Saved data entries
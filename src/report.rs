//! # Batch Validation Report
//!
//! Ingestion and assembly do not log into global state only; every check they
//! perform is handed to a [`ReportSink`] passed in at construction time. The
//! stock sink is [`ValidationReport`], which renders the checks for the CLI.

use std::fmt;

#[cfg(feature = "colorized_output")]
use console::style;

/// Validation check result status
#[derive(Debug, Clone, PartialEq)]
pub enum CheckStatus {
    /// Check passed
    Ok,
    /// Check passed with warnings
    Warning(String),
    /// Check failed
    Failed(String),
}

impl CheckStatus {
    fn is_ok(&self) -> bool {
        matches!(self, CheckStatus::Ok)
    }

    fn is_warning(&self) -> bool {
        matches!(self, CheckStatus::Warning(_))
    }

    fn is_failed(&self) -> bool {
        matches!(self, CheckStatus::Failed(_))
    }
}

/// Individual validation check result
#[derive(Debug, Clone, PartialEq)]
pub struct ValidationCheck {
    /// Name of the validation check
    pub name: String,
    /// Result status of the check
    pub status: CheckStatus,
}

impl ValidationCheck {
    /// A passing check
    pub fn ok(name: impl Into<String>) -> Self {
        Self {
            name: name.into(),
            status: CheckStatus::Ok,
        }
    }

    /// A check that passed but deserves attention
    pub fn warning(name: impl Into<String>, message: impl Into<String>) -> Self {
        Self {
            name: name.into(),
            status: CheckStatus::Warning(message.into()),
        }
    }

    /// A failed check
    pub fn failed(name: impl Into<String>, message: impl Into<String>) -> Self {
        Self {
            name: name.into(),
            status: CheckStatus::Failed(message.into()),
        }
    }
}

/// Row counts of one ingested input sheet
#[derive(Debug, Clone, PartialEq, Eq)]
pub struct SheetTally {
    /// Sheet title
    pub sheet: String,
    /// Data rows kept for computation
    pub kept: usize,
    /// Blank or placeholder rows skipped
    pub skipped: usize,
    /// Entries of the sheet's procedure block
    pub procedure_entries: usize,
}

impl fmt::Display for SheetTally {
    fn fmt(&self, f: &mut fmt::Formatter<'_>) -> fmt::Result {
        write!(
            f,
            "{} tab: {} rows kept, {} skipped, {} procedure entries",
            self.sheet, self.kept, self.skipped, self.procedure_entries
        )
    }
}

/// Receiver for the checks performed while ingesting and assembling a batch.
pub trait ReportSink {
    /// Record one check result
    fn record(&mut self, check: ValidationCheck);

    /// Record the row counts of an input sheet that was read without defects
    fn record_sheet(&mut self, tally: SheetTally) {
        self.record(ValidationCheck::ok(tally.to_string()));
    }
}

impl<S: ReportSink + ?Sized> ReportSink for &mut S {
    fn record(&mut self, check: ValidationCheck) {
        (**self).record(check);
    }

    fn record_sheet(&mut self, tally: SheetTally) {
        (**self).record_sheet(tally);
    }
}

/// Sink that forwards checks to the `log` facade and keeps nothing.
#[derive(Debug, Default, Clone, Copy)]
pub struct LogSink;

impl ReportSink for LogSink {
    fn record(&mut self, check: ValidationCheck) {
        match &check.status {
            CheckStatus::Ok => log::debug!("{}", check.name),
            CheckStatus::Warning(msg) => log::warn!("{}: {}", check.name, msg),
            CheckStatus::Failed(msg) => log::error!("{}: {}", check.name, msg),
        }
    }
}

/// Complete validation report for one batch
#[derive(Debug)]
pub struct ValidationReport {
    /// List of individual validation check results
    pub checks: Vec<ValidationCheck>,
    /// Row counts of every input sheet read so far
    pub sheets: Vec<SheetTally>,
    /// Batch the report describes (directory or batch id)
    pub subject: String,
}

impl ValidationReport {
    /// Create a new validation report for the given batch
    pub fn new(subject: impl Into<String>) -> Self {
        Self {
            checks: Vec::new(),
            sheets: Vec::new(),
            subject: subject.into(),
        }
    }

    /// Add a validation check result to the report
    pub fn add_check(&mut self, check: ValidationCheck) {
        self.checks.push(check);
    }

    /// Check if any validation checks failed
    pub fn has_failures(&self) -> bool {
        self.checks.iter().any(|c| c.status.is_failed())
    }

    /// Check if any validation checks produced warnings
    pub fn has_warnings(&self) -> bool {
        self.checks.iter().any(|c| c.status.is_warning())
    }

    /// Count the number of successful checks
    pub fn success_count(&self) -> usize {
        self.checks.iter().filter(|c| c.status.is_ok()).count()
    }

    /// Count the number of warnings
    pub fn warning_count(&self) -> usize {
        self.checks.iter().filter(|c| c.status.is_warning()).count()
    }

    /// Count the number of failures
    pub fn failure_count(&self) -> usize {
        self.checks.iter().filter(|c| c.status.is_failed()).count()
    }

    /// Data rows kept across all input sheets
    pub fn rows_kept(&self) -> usize {
        self.sheets.iter().map(|t| t.kept).sum()
    }

    /// Rows skipped across all input sheets
    pub fn rows_skipped(&self) -> usize {
        self.sheets.iter().map(|t| t.skipped).sum()
    }

    fn rows_line(&self) -> String {
        format!(
            "{} rows kept, {} skipped across {} input sheets",
            self.rows_kept(),
            self.rows_skipped(),
            self.sheets.len()
        )
    }

    /// Format the report with colors (requires console feature)
    pub fn format_colored(&self) -> String {
        #[cfg(feature = "colorized_output")]
        {
            use console::Emoji;

            static OK: Emoji<'_, '_> = Emoji("✓", "[OK]");
            static WARN: Emoji<'_, '_> = Emoji("⚠", "[WARN]");
            static FAIL: Emoji<'_, '_> = Emoji("✗", "[FAIL]");

            let mut output = String::new();

            output.push_str(&format!("{}\n", style("Batch Validation Report").bold().cyan()));
            output.push_str(&format!("{}\n", style("=======================").cyan()));
            output.push_str(&format!("{}: {}\n\n", style("Batch").bold(), self.subject));

            for check in &self.checks {
                let (symbol, color_fn): (_, fn(&str) -> console::StyledObject<&str>) = match &check.status {
                    CheckStatus::Ok => (OK, |s| style(s).green()),
                    CheckStatus::Warning(_) => (WARN, |s| style(s).yellow()),
                    CheckStatus::Failed(_) => (FAIL, |s| style(s).red()),
                };

                output.push_str(&format!("[{}] {}", symbol, color_fn(&check.name)));

                match &check.status {
                    CheckStatus::Ok => output.push('\n'),
                    CheckStatus::Warning(msg) => {
                        output.push_str(&format!(" - {}: {}\n", style("WARNING").yellow().bold(), msg));
                    }
                    CheckStatus::Failed(msg) => {
                        output.push_str(&format!(" - {}: {}\n", style("FAILED").red().bold(), msg));
                    }
                }
            }

            if !self.sheets.is_empty() {
                output.push('\n');
                output.push_str(&format!("{}\n", style("Input rows").bold()));
                for tally in &self.sheets {
                    output.push_str(&format!(
                        "  {:<22} {:>4} kept {:>4} skipped\n",
                        tally.sheet,
                        style(tally.kept).green(),
                        style(tally.skipped).dim()
                    ));
                }
                output.push_str(&format!("  {}\n", self.rows_line()));
            }

            output.push('\n');
            output.push_str(&format!(
                "{}: {} passed, {} warnings, {} failed\n",
                style("Summary").bold(),
                style(self.success_count()).green(),
                style(self.warning_count()).yellow(),
                style(self.failure_count()).red()
            ));

            output.push('\n');
            if self.has_failures() {
                output.push_str(&format!("{}\n", style("Validation FAILED").red().bold()));
            } else if self.has_warnings() {
                output.push_str(&format!("{}\n", style("Validation PASSED with warnings").yellow().bold()));
            } else {
                output.push_str(&format!("{}\n", style("Validation PASSED").green().bold()));
            }

            output
        }

        #[cfg(not(feature = "colorized_output"))]
        {
            format!("{}", self)
        }
    }
}

impl ReportSink for ValidationReport {
    fn record(&mut self, check: ValidationCheck) {
        LogSink.record(check.clone());
        self.add_check(check);
    }

    fn record_sheet(&mut self, tally: SheetTally) {
        self.record(ValidationCheck::ok(tally.to_string()));
        self.sheets.push(tally);
    }
}

impl fmt::Display for ValidationReport {
    fn fmt(&self, f: &mut fmt::Formatter<'_>) -> fmt::Result {
        writeln!(f, "Batch Validation Report")?;
        writeln!(f, "=======================")?;
        writeln!(f, "Batch: {}", self.subject)?;
        writeln!(f)?;

        for check in &self.checks {
            let symbol = match &check.status {
                CheckStatus::Ok => "✓",
                CheckStatus::Warning(_) => "⚠",
                CheckStatus::Failed(_) => "✗",
            };

            write!(f, "[{}] {}", symbol, check.name)?;

            match &check.status {
                CheckStatus::Ok => writeln!(f)?,
                CheckStatus::Warning(msg) => writeln!(f, " - WARNING: {}", msg)?,
                CheckStatus::Failed(msg) => writeln!(f, " - FAILED: {}", msg)?,
            }
        }

        if !self.sheets.is_empty() {
            writeln!(f)?;
            writeln!(f, "Input rows")?;
            for tally in &self.sheets {
                writeln!(
                    f,
                    "  {:<22} {:>4} kept {:>4} skipped",
                    tally.sheet, tally.kept, tally.skipped
                )?;
            }
            writeln!(f, "  {}", self.rows_line())?;
        }

        writeln!(f)?;
        writeln!(
            f,
            "Summary: {} passed, {} warnings, {} failed",
            self.success_count(),
            self.warning_count(),
            self.failure_count()
        )?;

        if self.has_failures() {
            writeln!(f)?;
            writeln!(f, "Validation FAILED")?;
        } else if self.has_warnings() {
            writeln!(f)?;
            writeln!(f, "Validation PASSED with warnings")?;
        } else {
            writeln!(f)?;
            writeln!(f, "Validation PASSED")?;
        }

        Ok(())
    }
}

#[cfg(test)]
mod tests {
    use super::*;

    #[test]
    fn test_validation_report_display() {
        let mut report = ValidationReport::new("batch-42");
        report.add_check(ValidationCheck::ok("Test check 1"));
        report.add_check(ValidationCheck::warning("Test check 2", "This is a warning"));
        report.add_check(ValidationCheck::failed("Test check 3", "This failed"));

        let output = format!("{}", report);
        assert!(output.contains("✓"));
        assert!(output.contains("⚠"));
        assert!(output.contains("✗"));
        assert!(output.contains("1 passed, 1 warnings, 1 failed"));
        assert!(output.contains("Validation FAILED"));
    }

    #[test]
    fn test_report_tallies_input_rows() {
        let mut report = ValidationReport::new("batch-42");
        let tally = |sheet: &str, kept, skipped| SheetTally {
            sheet: sheet.to_string(),
            kept,
            skipped,
            procedure_entries: 0,
        };
        report.record_sheet(tally("Monomers", 2, 1));
        report.record_sheet(tally("Catalysts", 1, 0));

        assert_eq!(report.rows_kept(), 3);
        assert_eq!(report.rows_skipped(), 1);
        assert_eq!(report.success_count(), 2);

        let output = format!("{}", report);
        assert!(output.contains("Input rows"));
        assert!(output.contains("Monomers"));
        assert!(output.contains("3 rows kept, 1 skipped across 2 input sheets"));
        assert!(output.contains("Validation PASSED"));
    }

    #[test]
    fn test_sink_through_mut_reference() {
        fn push_two(mut sink: impl ReportSink) {
            sink.record(ValidationCheck::ok("first"));
            sink.record(ValidationCheck::warning("second", "careful"));
        }

        let mut report = ValidationReport::new("batch");
        push_two(&mut report);

        assert_eq!(report.checks.len(), 2);
        assert!(report.has_warnings());
        assert!(!report.has_failures());
    }
}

**What needs to be done:** Search the entries above for the word "Monomers" and copy each line where it appears.

**Result below:**
        report.record_sheet(tally("Monomers", 2, 1));
        assert!(output.contains("Monomers"));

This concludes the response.